:: Supplied material
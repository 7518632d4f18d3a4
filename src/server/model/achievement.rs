//! Achievement catalogue entries, unlock criteria and earned achievements.

use chrono::{DateTime, Utc};
use serde::Deserialize;

use crate::model::achievement::{AchievementDto, NewAchievementDto, NotificationDto};

/// Unlock rule stored as a single-key JSON object, e.g. `{"daily_streak": 7}`.
#[derive(Debug, Clone, Copy, PartialEq, Eq, Deserialize)]
#[serde(rename_all = "snake_case")]
pub enum AchievementCriteria {
    /// Total completed lessons reaches the threshold.
    LessonsCompleted(i32),
    /// Current daily streak reaches the threshold.
    DailyStreak(i32),
    /// Number of quiz attempts scored 100 reaches the threshold.
    PerfectQuiz(i32),
    /// An exercise answered correctly in fewer than this many seconds.
    QuickSolve(i32),
}

impl AchievementCriteria {
    /// Parses stored criteria. Malformed or unknown criteria yield `None` and never match.
    pub fn parse(raw: &str) -> Option<Self> {
        serde_json::from_str(raw).ok()
    }
}

/// What the learner has reached after an activity, used to evaluate criteria.
#[derive(Debug, Clone, Copy, PartialEq, Eq, Default)]
pub struct AchievementProgress {
    pub lessons_completed: i32,
    pub daily_streak: i32,
    pub perfect_quizzes: u64,
    /// Seconds taken by a correct exercise answer in the current activity.
    pub correct_solve_seconds: Option<i32>,
}

impl AchievementProgress {
    pub fn satisfies(&self, criteria: AchievementCriteria) -> bool {
        match criteria {
            AchievementCriteria::LessonsCompleted(n) => self.lessons_completed >= n,
            AchievementCriteria::DailyStreak(n) => self.daily_streak >= n,
            AchievementCriteria::PerfectQuiz(n) => self.perfect_quizzes >= n.max(0) as u64,
            AchievementCriteria::QuickSolve(secs) => {
                matches!(self.correct_solve_seconds, Some(t) if t >= 0 && t < secs)
            }
        }
    }
}

#[derive(Debug, Clone, PartialEq)]
pub struct Achievement {
    pub id: i32,
    pub name: String,
    pub description: Option<String>,
    pub icon: Option<String>,
    pub badge_image: Option<String>,
    pub xp_reward: i32,
    pub criteria: Option<AchievementCriteria>,
    pub category: Option<String>,
    pub rarity: String,
    pub is_hidden: bool,
}

impl Achievement {
    pub fn from_entity(entity: entity::achievement::Model) -> Self {
        Self {
            id: entity.id,
            name: entity.name,
            description: entity.description,
            icon: entity.icon,
            badge_image: entity.badge_image,
            xp_reward: entity.xp_reward,
            criteria: entity.criteria.as_deref().and_then(AchievementCriteria::parse),
            category: entity.category,
            rarity: entity.rarity,
            is_hidden: entity.is_hidden,
        }
    }

    pub fn into_dto(self, earned_date: Option<DateTime<Utc>>) -> AchievementDto {
        AchievementDto {
            id: self.id,
            name: self.name,
            description: self.description,
            icon: self.icon,
            badge_image: self.badge_image,
            xp_reward: self.xp_reward,
            category: self.category,
            rarity: self.rarity,
            earned: earned_date.is_some(),
            earned_date,
        }
    }

    pub fn into_new_dto(self) -> NewAchievementDto {
        NewAchievementDto {
            id: self.id,
            name: self.name,
            description: self.description,
            icon: self.icon,
            xp_reward: self.xp_reward,
            rarity: self.rarity,
        }
    }
}

/// Achievement awarded to a user.
#[derive(Debug, Clone, PartialEq)]
pub struct EarnedAchievement {
    /// ID of the `user_achievement` row.
    pub id: i32,
    pub achievement: Achievement,
    pub earned_date: DateTime<Utc>,
    pub is_new: bool,
}

impl EarnedAchievement {
    pub fn into_notification_dto(self) -> NotificationDto {
        NotificationDto {
            id: self.id,
            achievement: self.achievement.into_new_dto(),
            earned_date: self.earned_date,
        }
    }
}
use super::*;

/// Tests a request without an Authorization header.
///
/// Expected: Err(AuthError::MissingToken)
#[tokio::test]
async fn rejects_missing_header() -> Result<(), AppError> {
    let test = TestBuilder::new()
        .with_table(entity::prelude::User)
        .build()
        .await
        .unwrap();
    let db = test.db.as_ref().unwrap();
    let tokens = token_service();
    let headers = HeaderMap::new();

    let result = AuthGuard::new(db, &tokens, &headers).require(&[]).await;

    assert!(matches!(
        result,
        Err(AppError::AuthErr(AuthError::MissingToken))
    ));

    Ok(())
}

/// Tests a malformed token.
///
/// Expected: Err(AuthError::InvalidToken)
#[tokio::test]
async fn rejects_malformed_token() -> Result<(), AppError> {
    let test = TestBuilder::new()
        .with_table(entity::prelude::User)
        .build()
        .await
        .unwrap();
    let db = test.db.as_ref().unwrap();
    let tokens = token_service();
    let headers = bearer("definitely-not-a-token");

    let result = AuthGuard::new(db, &tokens, &headers).require(&[]).await;

    assert!(matches!(
        result,
        Err(AppError::AuthErr(AuthError::InvalidToken))
    ));

    Ok(())
}

/// Tests an expired token for an existing user.
///
/// Expected: Err(AuthError::ExpiredToken)
#[tokio::test]
async fn rejects_expired_token() -> Result<(), AppError> {
    let test = TestBuilder::new()
        .with_table(entity::prelude::User)
        .build()
        .await
        .unwrap();
    let db = test.db.as_ref().unwrap();
    let expired = TokenService::new("guard-test-secret", Duration::hours(-1));

    let created = factory::create_user(db).await?;
    let token = expired.issue(&load(db, created.id).await)?;
    let headers = bearer(&token);

    let tokens = token_service();
    let result = AuthGuard::new(db, &tokens, &headers).require(&[]).await;

    assert!(matches!(
        result,
        Err(AppError::AuthErr(AuthError::ExpiredToken))
    ));

    Ok(())
}

/// Tests a valid token whose account was deactivated after issue.
///
/// Expected: Err(AuthError::InvalidToken)
#[tokio::test]
async fn rejects_deactivated_user() -> Result<(), AppError> {
    let test = TestBuilder::new()
        .with_table(entity::prelude::User)
        .build()
        .await
        .unwrap();
    let db = test.db.as_ref().unwrap();
    let tokens = token_service();

    let created = factory::create_user(db).await?;
    let token = tokens.issue(&load(db, created.id).await)?;
    UserRepository::new(db).set_active(created.id, false).await?;
    let headers = bearer(&token);

    let result = AuthGuard::new(db, &tokens, &headers).require(&[]).await;

    assert!(matches!(
        result,
        Err(AppError::AuthErr(AuthError::InvalidToken))
    ));

    Ok(())
}

/// Tests a valid token for a user that no longer exists.
///
/// Expected: Err(AuthError::InvalidToken)
#[tokio::test]
async fn rejects_unknown_user() -> Result<(), AppError> {
    let test = TestBuilder::new()
        .with_table(entity::prelude::User)
        .build()
        .await
        .unwrap();
    let db = test.db.as_ref().unwrap();
    let tokens = token_service();

    let mut ghost = load(db, factory::create_user(db).await?.id).await;
    ghost.id = 9999;
    let headers = bearer(&tokens.issue(&ghost)?);

    let result = AuthGuard::new(db, &tokens, &headers).require(&[]).await;

    assert!(matches!(
        result,
        Err(AppError::AuthErr(AuthError::InvalidToken))
    ));

    Ok(())
}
::::
◆ **Instructions for the task**: All lines above from the line with "AchievementCriteria::PerfectQuiz(n) => self.perfect_quizzes" through the line with "pub struct EarnedAchievement", both included, are to be set down exactly, with nothing else.

◆ **Response to this exercise**:
            AchievementCriteria::PerfectQuiz(n) => self.perfect_quizzes >= n.max(0) as u64,
            AchievementCriteria::QuickSolve(secs) => {
                matches!(self.correct_solve_seconds, Some(t) if t >= 0 && t < secs)
            }
        }
    }
}

#[derive(Debug, Clone, PartialEq)]
pub struct Achievement {
    pub id: i32,
    pub name: String,
    pub description: Option<String>,
    pub icon: Option<String>,
    pub badge_image: Option<String>,
    pub xp_reward: i32,
    pub criteria: Option<AchievementCriteria>,
    pub category: Option<String>,
    pub rarity: String,
    pub is_hidden: bool,
}

impl Achievement {
    pub fn from_entity(entity: entity::achievement::Model) -> Self {
        Self {
            id: entity.id,
            name: entity.name,
            description: entity.description,
            icon: entity.icon,
            badge_image: entity.badge_image,
            xp_reward: entity.xp_reward,
            criteria: entity.criteria.as_deref().and_then(AchievementCriteria::parse),
            category: entity.category,
            rarity: entity.rarity,
            is_hidden: entity.is_hidden,
        }
    }

    pub fn into_dto(self, earned_date: Option<DateTime<Utc>>) -> AchievementDto {
        AchievementDto {
            id: self.id,
            name: self.name,
            description: self.description,
            icon: self.icon,
            badge_image: self.badge_image,
            xp_reward: self.xp_reward,
            category: self.category,
            rarity: self.rarity,
            earned: earned_date.is_some(),
            earned_date,
        }
    }

    pub fn into_new_dto(self) -> NewAchievementDto {
        NewAchievementDto {
            id: self.id,
            name: self.name,
            description: self.description,
            icon: self.icon,
            xp_reward: self.xp_reward,
            rarity: self.rarity,
        }
    }
}

/// Achievement awarded to a user.
#[derive(Debug, Clone, PartialEq)]
pub struct EarnedAchievement {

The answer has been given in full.